Collected data entries.
--- START ---

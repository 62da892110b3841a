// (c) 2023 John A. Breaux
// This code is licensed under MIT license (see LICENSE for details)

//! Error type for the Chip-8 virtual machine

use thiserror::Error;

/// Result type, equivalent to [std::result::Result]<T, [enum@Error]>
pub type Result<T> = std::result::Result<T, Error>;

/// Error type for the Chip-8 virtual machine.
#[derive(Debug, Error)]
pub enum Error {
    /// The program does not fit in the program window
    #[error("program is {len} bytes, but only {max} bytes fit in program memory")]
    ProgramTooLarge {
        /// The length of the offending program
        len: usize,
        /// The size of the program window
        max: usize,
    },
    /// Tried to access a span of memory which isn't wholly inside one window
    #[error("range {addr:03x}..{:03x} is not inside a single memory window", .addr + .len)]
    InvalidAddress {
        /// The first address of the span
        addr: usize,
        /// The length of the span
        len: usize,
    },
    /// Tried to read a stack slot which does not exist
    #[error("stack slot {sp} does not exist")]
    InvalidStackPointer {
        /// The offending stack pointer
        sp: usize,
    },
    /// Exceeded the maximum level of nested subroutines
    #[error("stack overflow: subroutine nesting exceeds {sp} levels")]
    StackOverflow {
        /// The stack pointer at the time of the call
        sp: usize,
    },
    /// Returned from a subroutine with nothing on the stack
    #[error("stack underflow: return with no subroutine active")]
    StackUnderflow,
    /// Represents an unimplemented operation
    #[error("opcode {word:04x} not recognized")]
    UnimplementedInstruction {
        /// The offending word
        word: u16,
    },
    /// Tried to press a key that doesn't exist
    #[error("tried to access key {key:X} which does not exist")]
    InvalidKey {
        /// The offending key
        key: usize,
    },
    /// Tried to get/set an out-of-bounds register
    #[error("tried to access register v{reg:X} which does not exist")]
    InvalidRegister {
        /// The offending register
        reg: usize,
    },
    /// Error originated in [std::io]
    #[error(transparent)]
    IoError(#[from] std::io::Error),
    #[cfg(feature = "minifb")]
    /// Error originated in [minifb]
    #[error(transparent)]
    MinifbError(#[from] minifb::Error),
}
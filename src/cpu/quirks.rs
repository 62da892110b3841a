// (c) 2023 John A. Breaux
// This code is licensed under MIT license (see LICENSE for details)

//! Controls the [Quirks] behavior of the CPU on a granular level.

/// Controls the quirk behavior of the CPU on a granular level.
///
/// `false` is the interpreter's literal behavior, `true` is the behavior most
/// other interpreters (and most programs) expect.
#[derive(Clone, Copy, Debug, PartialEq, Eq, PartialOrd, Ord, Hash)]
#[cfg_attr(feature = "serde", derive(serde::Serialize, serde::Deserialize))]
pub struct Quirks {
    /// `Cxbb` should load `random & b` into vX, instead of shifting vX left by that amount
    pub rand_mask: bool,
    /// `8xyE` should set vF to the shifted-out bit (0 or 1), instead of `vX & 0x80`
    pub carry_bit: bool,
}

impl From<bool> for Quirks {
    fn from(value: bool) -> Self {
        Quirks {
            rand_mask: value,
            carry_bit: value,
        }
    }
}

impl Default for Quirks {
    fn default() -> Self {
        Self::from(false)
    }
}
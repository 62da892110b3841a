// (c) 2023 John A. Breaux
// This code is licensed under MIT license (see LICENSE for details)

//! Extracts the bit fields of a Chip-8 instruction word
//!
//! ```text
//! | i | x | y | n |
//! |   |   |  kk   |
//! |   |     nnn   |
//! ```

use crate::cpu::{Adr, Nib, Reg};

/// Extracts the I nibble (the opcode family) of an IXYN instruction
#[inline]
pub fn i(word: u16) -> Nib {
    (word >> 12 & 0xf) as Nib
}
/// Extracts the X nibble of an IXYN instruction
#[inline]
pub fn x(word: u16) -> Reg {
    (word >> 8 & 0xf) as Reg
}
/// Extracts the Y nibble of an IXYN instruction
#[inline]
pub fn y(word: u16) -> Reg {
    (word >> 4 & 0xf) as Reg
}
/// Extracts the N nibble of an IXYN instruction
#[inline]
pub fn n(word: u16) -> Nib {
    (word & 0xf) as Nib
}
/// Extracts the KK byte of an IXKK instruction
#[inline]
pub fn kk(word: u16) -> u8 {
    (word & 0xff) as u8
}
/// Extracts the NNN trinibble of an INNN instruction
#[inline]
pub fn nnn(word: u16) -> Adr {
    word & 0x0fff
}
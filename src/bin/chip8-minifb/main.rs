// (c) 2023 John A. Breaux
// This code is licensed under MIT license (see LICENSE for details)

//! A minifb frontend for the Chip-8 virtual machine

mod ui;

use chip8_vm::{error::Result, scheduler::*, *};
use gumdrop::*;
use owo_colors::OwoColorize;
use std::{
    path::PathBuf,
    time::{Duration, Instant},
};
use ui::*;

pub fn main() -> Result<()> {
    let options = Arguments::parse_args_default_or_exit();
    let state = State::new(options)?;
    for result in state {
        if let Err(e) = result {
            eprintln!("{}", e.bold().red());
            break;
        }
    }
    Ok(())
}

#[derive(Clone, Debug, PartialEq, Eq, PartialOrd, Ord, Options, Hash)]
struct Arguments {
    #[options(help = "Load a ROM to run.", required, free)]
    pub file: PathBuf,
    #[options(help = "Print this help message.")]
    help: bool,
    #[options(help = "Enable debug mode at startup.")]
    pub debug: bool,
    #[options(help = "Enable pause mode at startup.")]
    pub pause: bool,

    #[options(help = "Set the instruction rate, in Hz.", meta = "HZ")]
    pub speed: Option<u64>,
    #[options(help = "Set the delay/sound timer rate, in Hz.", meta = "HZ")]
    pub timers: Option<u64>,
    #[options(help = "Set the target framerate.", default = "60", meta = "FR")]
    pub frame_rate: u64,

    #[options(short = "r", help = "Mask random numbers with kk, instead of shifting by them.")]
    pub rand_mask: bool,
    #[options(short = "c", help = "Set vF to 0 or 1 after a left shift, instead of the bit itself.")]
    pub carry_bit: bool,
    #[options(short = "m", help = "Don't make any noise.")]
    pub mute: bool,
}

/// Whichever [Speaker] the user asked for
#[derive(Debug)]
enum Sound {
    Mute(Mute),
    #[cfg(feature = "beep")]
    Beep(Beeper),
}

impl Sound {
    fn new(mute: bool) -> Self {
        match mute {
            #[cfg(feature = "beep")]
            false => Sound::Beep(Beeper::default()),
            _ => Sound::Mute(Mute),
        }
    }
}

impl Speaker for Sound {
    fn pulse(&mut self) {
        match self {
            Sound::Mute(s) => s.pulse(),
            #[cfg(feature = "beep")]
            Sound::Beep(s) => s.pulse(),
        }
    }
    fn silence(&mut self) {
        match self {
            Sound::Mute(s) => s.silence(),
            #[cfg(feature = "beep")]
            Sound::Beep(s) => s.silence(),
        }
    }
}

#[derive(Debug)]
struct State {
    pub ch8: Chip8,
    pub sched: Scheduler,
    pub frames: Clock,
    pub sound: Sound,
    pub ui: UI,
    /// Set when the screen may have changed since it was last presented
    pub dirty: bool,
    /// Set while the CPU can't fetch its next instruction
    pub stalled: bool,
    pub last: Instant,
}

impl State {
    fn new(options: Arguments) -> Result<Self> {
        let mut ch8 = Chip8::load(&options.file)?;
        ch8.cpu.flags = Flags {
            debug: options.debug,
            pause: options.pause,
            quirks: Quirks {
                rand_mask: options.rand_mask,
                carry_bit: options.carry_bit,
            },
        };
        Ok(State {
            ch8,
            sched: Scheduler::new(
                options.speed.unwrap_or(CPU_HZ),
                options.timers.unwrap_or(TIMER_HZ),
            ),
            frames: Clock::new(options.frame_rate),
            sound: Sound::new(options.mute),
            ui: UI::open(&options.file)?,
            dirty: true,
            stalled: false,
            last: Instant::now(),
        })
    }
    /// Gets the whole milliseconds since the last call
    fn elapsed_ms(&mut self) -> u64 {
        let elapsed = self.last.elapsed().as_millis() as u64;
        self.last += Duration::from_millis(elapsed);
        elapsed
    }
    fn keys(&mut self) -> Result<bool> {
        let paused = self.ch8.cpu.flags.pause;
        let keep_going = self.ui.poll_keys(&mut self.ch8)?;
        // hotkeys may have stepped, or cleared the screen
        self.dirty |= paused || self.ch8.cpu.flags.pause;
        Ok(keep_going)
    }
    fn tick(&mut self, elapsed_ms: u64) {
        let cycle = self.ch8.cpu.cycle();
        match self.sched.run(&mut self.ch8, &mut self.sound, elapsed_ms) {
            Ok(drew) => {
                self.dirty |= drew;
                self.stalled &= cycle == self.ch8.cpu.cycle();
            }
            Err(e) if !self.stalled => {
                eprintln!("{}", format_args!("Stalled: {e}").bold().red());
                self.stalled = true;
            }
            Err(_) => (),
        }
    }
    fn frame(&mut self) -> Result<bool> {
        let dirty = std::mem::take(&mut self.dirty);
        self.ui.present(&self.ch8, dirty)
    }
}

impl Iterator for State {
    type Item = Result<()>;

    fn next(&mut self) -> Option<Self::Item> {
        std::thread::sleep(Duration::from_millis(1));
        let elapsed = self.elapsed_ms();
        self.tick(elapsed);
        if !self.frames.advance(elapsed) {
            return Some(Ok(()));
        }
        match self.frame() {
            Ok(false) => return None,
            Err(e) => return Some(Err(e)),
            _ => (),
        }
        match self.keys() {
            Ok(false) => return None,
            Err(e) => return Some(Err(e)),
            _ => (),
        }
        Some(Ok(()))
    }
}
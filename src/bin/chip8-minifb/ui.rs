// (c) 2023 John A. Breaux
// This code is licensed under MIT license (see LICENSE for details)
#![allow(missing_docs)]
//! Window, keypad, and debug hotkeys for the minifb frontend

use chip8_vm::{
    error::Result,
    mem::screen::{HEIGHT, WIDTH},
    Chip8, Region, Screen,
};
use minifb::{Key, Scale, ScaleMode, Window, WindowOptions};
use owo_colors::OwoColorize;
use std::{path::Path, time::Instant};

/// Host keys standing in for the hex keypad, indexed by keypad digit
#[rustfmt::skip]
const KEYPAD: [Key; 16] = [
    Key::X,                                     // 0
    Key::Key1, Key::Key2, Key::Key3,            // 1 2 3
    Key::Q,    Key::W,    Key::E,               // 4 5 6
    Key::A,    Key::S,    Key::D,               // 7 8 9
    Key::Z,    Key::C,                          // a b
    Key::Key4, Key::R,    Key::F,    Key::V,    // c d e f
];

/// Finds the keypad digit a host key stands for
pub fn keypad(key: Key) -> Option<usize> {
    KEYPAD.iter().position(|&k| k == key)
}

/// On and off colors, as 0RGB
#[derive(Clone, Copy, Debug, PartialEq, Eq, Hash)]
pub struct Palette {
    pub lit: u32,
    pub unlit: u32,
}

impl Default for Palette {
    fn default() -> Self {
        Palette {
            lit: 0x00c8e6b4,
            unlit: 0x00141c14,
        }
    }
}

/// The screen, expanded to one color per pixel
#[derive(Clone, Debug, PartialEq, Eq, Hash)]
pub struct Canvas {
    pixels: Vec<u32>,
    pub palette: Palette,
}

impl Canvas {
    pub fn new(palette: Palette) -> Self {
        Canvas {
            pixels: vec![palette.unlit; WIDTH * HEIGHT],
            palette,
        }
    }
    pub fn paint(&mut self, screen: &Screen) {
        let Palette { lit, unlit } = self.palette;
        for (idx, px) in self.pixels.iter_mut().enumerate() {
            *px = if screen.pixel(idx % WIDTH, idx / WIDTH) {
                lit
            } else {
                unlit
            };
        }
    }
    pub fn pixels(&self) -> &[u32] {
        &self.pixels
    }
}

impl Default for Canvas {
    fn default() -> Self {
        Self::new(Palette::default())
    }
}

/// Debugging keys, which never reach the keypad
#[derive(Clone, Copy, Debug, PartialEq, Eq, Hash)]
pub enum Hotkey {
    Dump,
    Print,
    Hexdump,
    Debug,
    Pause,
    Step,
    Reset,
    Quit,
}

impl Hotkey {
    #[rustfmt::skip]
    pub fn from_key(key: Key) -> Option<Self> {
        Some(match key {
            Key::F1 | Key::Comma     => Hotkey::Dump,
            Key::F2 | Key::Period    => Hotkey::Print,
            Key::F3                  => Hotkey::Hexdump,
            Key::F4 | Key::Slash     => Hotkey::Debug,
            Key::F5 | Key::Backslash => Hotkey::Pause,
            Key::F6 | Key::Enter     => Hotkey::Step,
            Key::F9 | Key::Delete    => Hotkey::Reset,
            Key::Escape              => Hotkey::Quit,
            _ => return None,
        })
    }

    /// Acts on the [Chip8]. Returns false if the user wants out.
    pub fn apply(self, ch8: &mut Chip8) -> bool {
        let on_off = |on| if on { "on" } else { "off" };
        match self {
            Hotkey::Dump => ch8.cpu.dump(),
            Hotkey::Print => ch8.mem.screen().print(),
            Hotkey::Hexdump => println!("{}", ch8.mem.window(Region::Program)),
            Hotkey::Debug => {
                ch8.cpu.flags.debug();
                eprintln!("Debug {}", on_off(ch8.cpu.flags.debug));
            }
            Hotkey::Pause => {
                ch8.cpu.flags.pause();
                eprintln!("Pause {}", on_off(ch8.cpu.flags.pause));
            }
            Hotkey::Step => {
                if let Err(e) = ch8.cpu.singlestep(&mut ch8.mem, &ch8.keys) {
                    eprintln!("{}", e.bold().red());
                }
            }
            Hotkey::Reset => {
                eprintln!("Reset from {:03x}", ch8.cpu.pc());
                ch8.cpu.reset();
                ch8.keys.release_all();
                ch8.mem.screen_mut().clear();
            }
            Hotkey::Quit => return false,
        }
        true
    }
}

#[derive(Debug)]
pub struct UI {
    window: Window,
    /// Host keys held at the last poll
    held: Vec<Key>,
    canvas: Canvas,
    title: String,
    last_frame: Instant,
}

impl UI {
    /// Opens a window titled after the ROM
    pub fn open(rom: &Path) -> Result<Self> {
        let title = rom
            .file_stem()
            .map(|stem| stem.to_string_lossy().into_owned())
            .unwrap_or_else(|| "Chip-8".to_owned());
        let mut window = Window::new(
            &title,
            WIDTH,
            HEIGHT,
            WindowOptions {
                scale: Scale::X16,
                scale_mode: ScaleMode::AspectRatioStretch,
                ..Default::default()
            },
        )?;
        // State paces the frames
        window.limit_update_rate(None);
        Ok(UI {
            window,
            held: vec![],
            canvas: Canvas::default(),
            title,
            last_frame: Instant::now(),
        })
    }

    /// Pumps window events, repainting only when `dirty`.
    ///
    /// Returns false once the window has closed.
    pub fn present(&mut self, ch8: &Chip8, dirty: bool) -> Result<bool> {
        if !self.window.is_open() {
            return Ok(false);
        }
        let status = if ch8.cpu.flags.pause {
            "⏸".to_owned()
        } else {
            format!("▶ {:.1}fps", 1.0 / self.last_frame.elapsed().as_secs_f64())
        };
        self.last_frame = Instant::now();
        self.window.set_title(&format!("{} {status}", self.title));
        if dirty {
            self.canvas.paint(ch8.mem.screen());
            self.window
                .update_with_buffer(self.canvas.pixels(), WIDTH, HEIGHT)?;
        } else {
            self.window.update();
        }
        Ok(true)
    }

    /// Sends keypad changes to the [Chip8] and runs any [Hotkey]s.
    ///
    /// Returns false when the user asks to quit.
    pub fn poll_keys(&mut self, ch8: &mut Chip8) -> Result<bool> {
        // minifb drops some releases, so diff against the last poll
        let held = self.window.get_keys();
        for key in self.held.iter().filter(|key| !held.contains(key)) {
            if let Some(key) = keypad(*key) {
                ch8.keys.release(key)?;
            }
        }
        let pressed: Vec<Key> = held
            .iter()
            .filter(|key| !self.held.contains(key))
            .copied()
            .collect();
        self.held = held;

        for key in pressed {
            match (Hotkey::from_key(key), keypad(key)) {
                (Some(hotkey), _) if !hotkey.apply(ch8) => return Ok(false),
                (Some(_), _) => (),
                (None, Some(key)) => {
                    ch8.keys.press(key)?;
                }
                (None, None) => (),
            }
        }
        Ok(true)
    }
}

--- END ---

Assigned task.
In the records above, how many lines hold the string "Clone"? Respond with that number only.

Exercise response.
5